The antitumor effect of a novel angiogenesis inhibitor (an octahydronaphthalene derivative) targeting both VEGF receptor and NF‐κB pathway

Development of a novel type of angiogenesis inhibitor will be essential for further improvement of therapeutics against cancer patients. We examined whether an octahydronaphthalene derivative, AMF‐26, which was screened as an inhibitor of intercellular adhesion molecule‐1 (ICAM‐1) production stimulated by inflammatory stimuli in vascular endothelial cells, could block angiogenesis in response to vascular endothelial growth factor (VEGF) and/or inflammatory cytokines. Low dose AMF‐26 effectively inhibited the tumor necrosis factor‐α (TNF‐α)‐ or the interleukin‐1β (IL‐1β)‐induced production of ICAM‐1 in human umbilical vascular endothelial cells (HUVECs).
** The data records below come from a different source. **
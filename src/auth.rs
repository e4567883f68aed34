//! Caller identity and the per-operation role table.
//!
//! Every business operation is checked by [`authorize`] against
//! [`ACCESS`]; operations never inline their own role lists.
use std::fmt;

use crate::error::{Error, Result};

/// Organizational unit taken from the caller's certificate.
#[derive(Debug, Clone, Copy, PartialEq, Eq)]
pub enum Role {
    Supplier,
    Buyer,
    Factor,
    TransportAgency,
}

/// The invoking member, as extracted by the identity layer.
#[derive(Debug, Clone, PartialEq, Eq)]
pub struct Identity {
    pub msp_id: String,
    pub org_unit: String,
}

#[derive(Debug, Clone, Copy, PartialEq, Eq)]
pub enum Operation {
    Init,
    RegisterInvoice,
    AcceptInvoice,
    RejectInvoice,
    PlaceInvoice,
    RemoveInvoice,
    PlaceBid,
    EditBid,
    CancelBid,
    WithdrawBid,
    AcceptBid,
    RegisterContract,
    CompleteContract,
    ListBids,
    ListBidsForInvoice,
    ListInvoices,
    GetEventPayload,
}

#[derive(Debug, Clone, Copy)]
pub enum Access {
    Anyone,
    Roles(&'static [Role]),
}

pub static ACCESS: &[(Operation, Access)] = &[
    (Operation::Init, Access::Anyone),
    (Operation::RegisterInvoice, Access::Roles(&[Role::Supplier])),
    (
        Operation::AcceptInvoice,
        Access::Roles(&[Role::Buyer, Role::TransportAgency]),
    ),
    (Operation::RejectInvoice, Access::Roles(&[Role::Buyer])),
    (
        Operation::PlaceInvoice,
        Access::Roles(&[Role::Supplier, Role::Factor]),
    ),
    (
        Operation::RemoveInvoice,
        Access::Roles(&[Role::Supplier, Role::Factor]),
    ),
    (Operation::PlaceBid, Access::Roles(&[Role::Factor])),
    (Operation::EditBid, Access::Roles(&[Role::Factor])),
    (Operation::CancelBid, Access::Roles(&[Role::Factor])),
    (Operation::WithdrawBid, Access::Roles(&[Role::Factor])),
    (Operation::AcceptBid, Access::Roles(&[Role::Supplier])),
    (Operation::RegisterContract, Access::Roles(&[Role::Supplier])),
    (
        Operation::CompleteContract,
        Access::Roles(&[Role::TransportAgency]),
    ),
    (Operation::ListBids, Access::Anyone),
    (Operation::ListBidsForInvoice, Access::Anyone),
    (Operation::ListInvoices, Access::Anyone),
    (Operation::GetEventPayload, Access::Anyone),
];

impl Role {
    pub fn as_str(self) -> &'static str {
        match self {
            Role::Supplier => "supplier",
            Role::Buyer => "buyer",
            Role::Factor => "factor",
            Role::TransportAgency => "transport_agency",
        }
    }
    pub fn from_org_unit(org_unit: &str) -> Option<Role> {
        [
            Role::Supplier,
            Role::Buyer,
            Role::Factor,
            Role::TransportAgency,
        ]
        .into_iter()
        .find(|role| role.as_str() == org_unit)
    }
}

impl Identity {
    pub fn new(msp_id: &str, org_unit: &str) -> Self {
        Self {
            msp_id: msp_id.to_string(),
            org_unit: org_unit.to_string(),
        }
    }
    pub fn with_role(msp_id: &str, role: Role) -> Self {
        Self::new(msp_id, role.as_str())
    }
    pub fn role(&self) -> Option<Role> {
        Role::from_org_unit(&self.org_unit)
    }
}

impl Operation {
    pub const ALL: [Operation; 17] = [
        Operation::Init,
        Operation::RegisterInvoice,
        Operation::AcceptInvoice,
        Operation::RejectInvoice,
        Operation::PlaceInvoice,
        Operation::RemoveInvoice,
        Operation::PlaceBid,
        Operation::EditBid,
        Operation::CancelBid,
        Operation::WithdrawBid,
        Operation::AcceptBid,
        Operation::RegisterContract,
        Operation::CompleteContract,
        Operation::ListBids,
        Operation::ListBidsForInvoice,
        Operation::ListInvoices,
        Operation::GetEventPayload,
    ];

    pub fn from_name(name: &str) -> Option<Operation> {
        Operation::ALL.into_iter().find(|op| op.name() == name)
    }

    /// Function name used by clients and in event notification names.
    pub fn name(self) -> &'static str {
        match self {
            Operation::Init => "init",
            Operation::RegisterInvoice => "registerInvoice",
            Operation::AcceptInvoice => "acceptInvoice",
            Operation::RejectInvoice => "rejectInvoice",
            Operation::PlaceInvoice => "placeInvoice",
            Operation::RemoveInvoice => "removeInvoice",
            Operation::PlaceBid => "placeBid",
            Operation::EditBid => "editBid",
            Operation::CancelBid => "cancelBid",
            Operation::WithdrawBid => "withdrawBid",
            Operation::AcceptBid => "acceptBid",
            Operation::RegisterContract => "registerContract",
            Operation::CompleteContract => "completeContract",
            Operation::ListBids => "listBids",
            Operation::ListBidsForInvoice => "listBidsForInvoice",
            Operation::ListInvoices => "listInvoices",
            Operation::GetEventPayload => "getEventPayload",
        }
    }

    pub fn access(self) -> Access {
        ACCESS
            .iter()
            .find(|(op, _)| *op == self)
            .map(|(_, access)| *access)
            .unwrap_or(Access::Roles(&[]))
    }
}

impl fmt::Display for Operation {
    fn fmt(&self, f: &mut fmt::Formatter<'_>) -> fmt::Result {
        f.write_str(self.name())
    }
}

/// Checks the caller's organizational unit against the role table.
pub fn authorize(operation: Operation, caller: &Identity) -> Result<()> {
    tracing::debug!(%operation, org_unit = %caller.org_unit, "authorizing");

    match operation.access() {
        Access::Anyone => Ok(()),
        Access::Roles(roles) => match caller.role() {
            Some(role) if roles.contains(&role) => Ok(()),
            _ => Err(Error::Authorization(format!(
                "organizational unit \"{}\" is not allowed to {operation}",
                caller.org_unit
            ))),
        },
    }
}

/// Ownership checks made by operations after loading an entity.
pub fn require_member(caller: &Identity, expected: &str, relation: &str) -> Result<()> {
    if caller.msp_id != expected {
        return Err(Error::Authorization(format!(
            "only the {relation} can perform this operation"
        )));
    }
    Ok(())
}

#[cfg(test)]
mod tests {
    use super::*;

    #[test]
    fn suppliers_register_invoices() {
        let supplier = Identity::with_role("SupplierMSP", Role::Supplier);
        let factor = Identity::with_role("FactorMSP", Role::Factor);

        assert!(authorize(Operation::RegisterInvoice, &supplier).is_ok());
        assert!(matches!(
            authorize(Operation::RegisterInvoice, &factor),
            Err(Error::Authorization(_))
        ));
    }

    #[test]
    fn unknown_units_only_reach_open_operations() {
        let stranger = Identity::new("OtherMSP", "auditor");

        assert!(authorize(Operation::ListInvoices, &stranger).is_ok());
        assert!(authorize(Operation::PlaceBid, &stranger).is_err());
    }

    #[test]
    fn every_operation_has_an_entry() {
        for op in Operation::ALL {
            assert!(ACCESS.iter().any(|(entry, _)| *entry == op), "{op}");
            assert_eq!(Operation::from_name(op.name()), Some(op));
        }
        assert_eq!(Operation::from_name("deleteEverything"), None);
    }

    #[test]
    fn ownership_is_by_msp_id() {
        let caller = Identity::with_role("SupplierMSP", Role::Supplier);

        assert!(require_member(&caller, "SupplierMSP", "invoice owner").is_ok());
        assert!(require_member(&caller, "FactorMSP", "invoice owner").is_err());
    }
}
We found that the TNF‐α‐induced phosphorylation of nuclear factor of kappa light polypeptide gene enhancer in B‐cells inhibitor, alpha (IκBα) and nuclear translocation of p65 were impaired by AMF‐26 in both endothelial cells and cancer cells. AMF‐26 was found to inhibit the phosphorylation of VEGF receptor 1 (VEGFR1), VEGFR2 and the downstream signaling molecules Akt, extracellular signal‐regulated kinase (ERK)1/2 stimulated by VEGF in HUVECs. Therefore, the VEGF‐induced proliferation, migration and tube formation of vascular endothelial cells was highly susceptible to inhibition by AMF‐26. Oral administration of AMF‐26 significantly blocked VEGF‐ or IL‐1β‐induced angiogenesis in the mouse cornea, and also tumor angiogenesis and growth. Together, our results indicate that AMF‐26 inhibits angiogenesis through suppression of both VEGFR1/2 and nuclear factor‐κB (NF‐κB) signaling pathways when stimulated by VEGF or inflammatory cytokines. AMF‐26 could be a promising novel candidate drug for cancer treatments.